Scan the material for the word "PathBuf" and return every matching line.

----- Materials provided -----

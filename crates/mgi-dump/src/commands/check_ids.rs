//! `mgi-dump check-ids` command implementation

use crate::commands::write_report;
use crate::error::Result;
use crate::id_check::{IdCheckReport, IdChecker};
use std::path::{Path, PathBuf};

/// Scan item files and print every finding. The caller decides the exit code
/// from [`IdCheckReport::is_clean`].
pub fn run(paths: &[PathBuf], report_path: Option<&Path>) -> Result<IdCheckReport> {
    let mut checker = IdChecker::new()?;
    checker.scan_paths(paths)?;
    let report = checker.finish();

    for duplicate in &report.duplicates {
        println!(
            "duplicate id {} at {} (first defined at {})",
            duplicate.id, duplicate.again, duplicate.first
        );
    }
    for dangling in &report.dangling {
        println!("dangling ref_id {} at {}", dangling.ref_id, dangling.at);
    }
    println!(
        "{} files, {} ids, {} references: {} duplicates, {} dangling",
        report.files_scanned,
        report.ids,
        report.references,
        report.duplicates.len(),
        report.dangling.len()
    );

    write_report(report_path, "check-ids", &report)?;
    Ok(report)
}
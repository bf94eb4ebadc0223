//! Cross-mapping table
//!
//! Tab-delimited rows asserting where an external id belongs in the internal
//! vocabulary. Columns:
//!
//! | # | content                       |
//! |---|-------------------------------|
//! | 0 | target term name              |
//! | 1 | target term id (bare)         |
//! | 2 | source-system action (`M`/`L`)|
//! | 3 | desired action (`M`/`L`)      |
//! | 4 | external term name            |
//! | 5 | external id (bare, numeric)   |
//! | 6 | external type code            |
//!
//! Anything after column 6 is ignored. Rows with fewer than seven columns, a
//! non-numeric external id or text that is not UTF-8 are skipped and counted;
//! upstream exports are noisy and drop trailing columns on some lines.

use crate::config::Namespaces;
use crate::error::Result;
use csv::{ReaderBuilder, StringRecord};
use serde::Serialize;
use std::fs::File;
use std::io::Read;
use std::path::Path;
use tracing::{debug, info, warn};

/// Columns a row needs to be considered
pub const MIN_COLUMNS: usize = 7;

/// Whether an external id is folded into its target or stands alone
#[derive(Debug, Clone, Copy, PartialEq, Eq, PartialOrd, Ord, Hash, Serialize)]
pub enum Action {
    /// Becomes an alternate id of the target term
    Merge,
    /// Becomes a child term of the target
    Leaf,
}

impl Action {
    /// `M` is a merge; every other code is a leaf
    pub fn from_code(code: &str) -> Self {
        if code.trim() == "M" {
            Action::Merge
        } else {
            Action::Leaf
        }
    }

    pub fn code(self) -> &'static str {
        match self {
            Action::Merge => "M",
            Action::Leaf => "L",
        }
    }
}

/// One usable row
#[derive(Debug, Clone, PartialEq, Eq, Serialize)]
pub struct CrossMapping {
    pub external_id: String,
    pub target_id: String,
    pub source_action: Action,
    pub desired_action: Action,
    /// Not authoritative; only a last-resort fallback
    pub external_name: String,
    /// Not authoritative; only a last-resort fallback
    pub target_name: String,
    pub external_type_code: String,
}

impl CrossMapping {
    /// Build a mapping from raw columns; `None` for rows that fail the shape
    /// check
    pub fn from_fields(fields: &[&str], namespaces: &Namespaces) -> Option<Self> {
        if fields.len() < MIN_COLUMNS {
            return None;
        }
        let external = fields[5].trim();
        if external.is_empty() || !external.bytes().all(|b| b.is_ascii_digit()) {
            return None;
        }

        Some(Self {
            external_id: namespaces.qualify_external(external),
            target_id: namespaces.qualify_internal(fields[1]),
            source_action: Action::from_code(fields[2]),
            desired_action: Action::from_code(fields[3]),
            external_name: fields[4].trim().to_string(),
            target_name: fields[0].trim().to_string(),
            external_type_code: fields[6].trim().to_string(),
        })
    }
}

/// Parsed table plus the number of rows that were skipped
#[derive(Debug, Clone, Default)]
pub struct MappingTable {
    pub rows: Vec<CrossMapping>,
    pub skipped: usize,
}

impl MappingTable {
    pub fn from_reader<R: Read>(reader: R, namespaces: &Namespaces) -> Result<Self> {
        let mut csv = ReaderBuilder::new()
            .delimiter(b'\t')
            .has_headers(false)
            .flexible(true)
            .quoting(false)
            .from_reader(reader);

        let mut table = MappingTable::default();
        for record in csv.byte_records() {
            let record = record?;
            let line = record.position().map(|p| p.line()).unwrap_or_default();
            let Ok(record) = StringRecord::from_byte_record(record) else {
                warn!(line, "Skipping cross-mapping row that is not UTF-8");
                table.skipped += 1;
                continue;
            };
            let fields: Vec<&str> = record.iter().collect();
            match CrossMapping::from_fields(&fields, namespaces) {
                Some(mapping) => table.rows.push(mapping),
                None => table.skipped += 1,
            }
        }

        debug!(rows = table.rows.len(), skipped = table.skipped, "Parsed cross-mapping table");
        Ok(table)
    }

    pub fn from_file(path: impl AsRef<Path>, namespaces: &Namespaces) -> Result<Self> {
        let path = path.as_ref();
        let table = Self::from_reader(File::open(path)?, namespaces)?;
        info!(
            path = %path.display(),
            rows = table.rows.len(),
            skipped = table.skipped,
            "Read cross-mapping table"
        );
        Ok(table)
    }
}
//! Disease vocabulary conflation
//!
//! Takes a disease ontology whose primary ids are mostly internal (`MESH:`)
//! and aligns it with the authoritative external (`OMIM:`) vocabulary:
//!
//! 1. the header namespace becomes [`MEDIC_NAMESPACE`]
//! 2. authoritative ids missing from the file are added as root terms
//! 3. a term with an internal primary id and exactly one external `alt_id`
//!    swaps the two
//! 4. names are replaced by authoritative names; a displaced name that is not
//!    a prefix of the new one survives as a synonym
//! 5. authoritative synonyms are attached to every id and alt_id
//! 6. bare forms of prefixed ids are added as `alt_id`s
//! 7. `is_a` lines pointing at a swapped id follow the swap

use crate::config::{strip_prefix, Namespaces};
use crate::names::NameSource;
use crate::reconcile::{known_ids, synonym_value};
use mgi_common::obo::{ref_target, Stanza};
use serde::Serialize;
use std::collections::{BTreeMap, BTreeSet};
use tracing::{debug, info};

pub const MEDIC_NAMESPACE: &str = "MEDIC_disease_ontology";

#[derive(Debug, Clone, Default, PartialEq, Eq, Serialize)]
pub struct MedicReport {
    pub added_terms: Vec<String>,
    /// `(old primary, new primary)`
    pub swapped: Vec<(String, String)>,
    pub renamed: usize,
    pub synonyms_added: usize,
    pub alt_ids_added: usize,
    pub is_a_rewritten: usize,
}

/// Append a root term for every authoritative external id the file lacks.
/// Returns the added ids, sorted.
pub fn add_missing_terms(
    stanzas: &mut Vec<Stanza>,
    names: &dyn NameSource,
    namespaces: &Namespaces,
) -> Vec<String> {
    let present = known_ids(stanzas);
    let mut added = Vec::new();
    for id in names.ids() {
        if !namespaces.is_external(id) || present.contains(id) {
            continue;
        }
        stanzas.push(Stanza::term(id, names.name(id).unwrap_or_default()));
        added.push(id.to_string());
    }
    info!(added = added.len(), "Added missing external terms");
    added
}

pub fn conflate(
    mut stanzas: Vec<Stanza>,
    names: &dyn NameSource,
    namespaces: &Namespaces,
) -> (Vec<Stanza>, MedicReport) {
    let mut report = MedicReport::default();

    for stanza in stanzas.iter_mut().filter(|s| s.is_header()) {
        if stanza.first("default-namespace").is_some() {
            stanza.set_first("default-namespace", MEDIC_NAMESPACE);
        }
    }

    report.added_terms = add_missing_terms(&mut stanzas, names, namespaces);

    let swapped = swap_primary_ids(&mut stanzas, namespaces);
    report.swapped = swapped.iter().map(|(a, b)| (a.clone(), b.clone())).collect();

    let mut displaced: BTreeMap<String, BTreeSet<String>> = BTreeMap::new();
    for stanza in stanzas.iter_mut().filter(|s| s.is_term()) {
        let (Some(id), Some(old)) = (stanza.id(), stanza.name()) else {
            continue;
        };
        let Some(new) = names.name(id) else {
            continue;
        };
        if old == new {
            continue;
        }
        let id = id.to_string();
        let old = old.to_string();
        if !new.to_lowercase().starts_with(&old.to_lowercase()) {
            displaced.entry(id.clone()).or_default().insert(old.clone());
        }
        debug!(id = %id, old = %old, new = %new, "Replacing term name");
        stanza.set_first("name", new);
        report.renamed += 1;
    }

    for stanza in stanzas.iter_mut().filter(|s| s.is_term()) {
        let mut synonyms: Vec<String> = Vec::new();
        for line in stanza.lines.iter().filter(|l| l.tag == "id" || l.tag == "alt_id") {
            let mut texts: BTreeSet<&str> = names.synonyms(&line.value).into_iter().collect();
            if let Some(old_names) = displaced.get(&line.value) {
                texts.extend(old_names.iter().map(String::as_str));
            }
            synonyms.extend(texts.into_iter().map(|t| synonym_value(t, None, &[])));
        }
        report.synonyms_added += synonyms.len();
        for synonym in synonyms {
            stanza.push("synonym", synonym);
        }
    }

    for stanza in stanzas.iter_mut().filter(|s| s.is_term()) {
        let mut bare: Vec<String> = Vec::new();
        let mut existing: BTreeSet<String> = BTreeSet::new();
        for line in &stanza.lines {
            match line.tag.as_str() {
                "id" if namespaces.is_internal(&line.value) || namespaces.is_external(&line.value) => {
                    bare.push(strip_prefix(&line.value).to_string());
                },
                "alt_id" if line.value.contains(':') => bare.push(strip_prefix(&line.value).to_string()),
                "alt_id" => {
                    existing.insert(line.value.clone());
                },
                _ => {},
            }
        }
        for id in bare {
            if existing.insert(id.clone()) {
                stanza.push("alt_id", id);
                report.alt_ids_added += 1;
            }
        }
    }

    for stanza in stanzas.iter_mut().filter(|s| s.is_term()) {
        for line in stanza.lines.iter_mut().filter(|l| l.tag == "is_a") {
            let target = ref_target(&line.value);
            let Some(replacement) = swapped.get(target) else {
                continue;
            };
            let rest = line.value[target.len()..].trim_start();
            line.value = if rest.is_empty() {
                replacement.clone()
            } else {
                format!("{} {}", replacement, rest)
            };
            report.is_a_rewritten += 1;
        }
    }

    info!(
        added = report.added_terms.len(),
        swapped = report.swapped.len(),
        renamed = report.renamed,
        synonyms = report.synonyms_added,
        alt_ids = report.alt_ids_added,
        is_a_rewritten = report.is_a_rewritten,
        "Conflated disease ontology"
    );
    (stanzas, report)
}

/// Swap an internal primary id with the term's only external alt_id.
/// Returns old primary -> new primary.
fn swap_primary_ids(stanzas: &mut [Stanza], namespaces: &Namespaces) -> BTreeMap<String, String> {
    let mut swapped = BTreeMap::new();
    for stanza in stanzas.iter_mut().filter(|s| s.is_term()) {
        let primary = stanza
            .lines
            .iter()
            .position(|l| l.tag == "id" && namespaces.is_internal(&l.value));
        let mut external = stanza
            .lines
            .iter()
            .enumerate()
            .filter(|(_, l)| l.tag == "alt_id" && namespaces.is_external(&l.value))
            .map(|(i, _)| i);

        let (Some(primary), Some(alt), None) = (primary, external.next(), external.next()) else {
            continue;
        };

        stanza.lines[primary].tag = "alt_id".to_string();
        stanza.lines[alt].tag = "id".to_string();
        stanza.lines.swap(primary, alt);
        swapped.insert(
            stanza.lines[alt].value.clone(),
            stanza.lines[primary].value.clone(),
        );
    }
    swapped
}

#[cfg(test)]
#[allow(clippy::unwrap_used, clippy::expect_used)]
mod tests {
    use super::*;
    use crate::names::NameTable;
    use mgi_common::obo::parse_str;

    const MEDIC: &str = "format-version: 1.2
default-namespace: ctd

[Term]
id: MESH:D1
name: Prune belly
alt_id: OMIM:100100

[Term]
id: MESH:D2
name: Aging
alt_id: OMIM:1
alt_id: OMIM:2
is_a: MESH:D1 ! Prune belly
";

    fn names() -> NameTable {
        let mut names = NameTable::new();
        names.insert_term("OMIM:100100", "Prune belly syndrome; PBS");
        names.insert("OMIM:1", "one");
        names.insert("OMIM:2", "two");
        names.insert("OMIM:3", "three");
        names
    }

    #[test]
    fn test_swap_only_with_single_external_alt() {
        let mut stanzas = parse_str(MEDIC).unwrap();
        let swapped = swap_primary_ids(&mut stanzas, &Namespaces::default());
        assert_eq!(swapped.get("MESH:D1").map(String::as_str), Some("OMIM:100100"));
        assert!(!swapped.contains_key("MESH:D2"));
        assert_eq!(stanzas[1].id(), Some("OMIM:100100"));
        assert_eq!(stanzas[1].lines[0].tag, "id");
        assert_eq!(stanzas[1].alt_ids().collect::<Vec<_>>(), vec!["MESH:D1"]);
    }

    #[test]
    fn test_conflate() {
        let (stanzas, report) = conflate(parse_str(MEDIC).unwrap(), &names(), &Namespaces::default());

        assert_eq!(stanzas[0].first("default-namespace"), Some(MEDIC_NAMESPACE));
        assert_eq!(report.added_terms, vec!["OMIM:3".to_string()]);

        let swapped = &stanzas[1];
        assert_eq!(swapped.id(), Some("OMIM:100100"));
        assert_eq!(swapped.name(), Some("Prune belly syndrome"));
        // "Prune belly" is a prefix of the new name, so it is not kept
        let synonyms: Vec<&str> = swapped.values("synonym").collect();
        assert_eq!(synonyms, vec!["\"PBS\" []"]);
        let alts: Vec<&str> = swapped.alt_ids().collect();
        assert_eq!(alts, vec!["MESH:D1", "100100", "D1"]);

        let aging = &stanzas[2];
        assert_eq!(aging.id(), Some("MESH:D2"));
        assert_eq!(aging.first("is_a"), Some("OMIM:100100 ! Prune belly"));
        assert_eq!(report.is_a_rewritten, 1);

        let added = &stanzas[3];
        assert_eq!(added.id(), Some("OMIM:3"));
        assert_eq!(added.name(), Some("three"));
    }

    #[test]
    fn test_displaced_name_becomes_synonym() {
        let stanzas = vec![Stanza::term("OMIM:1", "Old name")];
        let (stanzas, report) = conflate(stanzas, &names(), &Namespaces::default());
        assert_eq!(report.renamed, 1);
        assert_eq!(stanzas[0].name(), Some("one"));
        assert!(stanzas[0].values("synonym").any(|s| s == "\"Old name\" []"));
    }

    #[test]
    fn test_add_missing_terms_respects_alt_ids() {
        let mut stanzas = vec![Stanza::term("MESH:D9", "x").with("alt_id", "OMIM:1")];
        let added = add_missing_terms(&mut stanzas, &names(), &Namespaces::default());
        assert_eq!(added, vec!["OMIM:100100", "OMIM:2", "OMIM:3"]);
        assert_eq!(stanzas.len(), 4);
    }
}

-----

Output of the exercise:
use std::path::{Path, PathBuf};
pub fn run(paths: &[PathBuf], report_path: Option<&Path>) -> Result<IdCheckReport> {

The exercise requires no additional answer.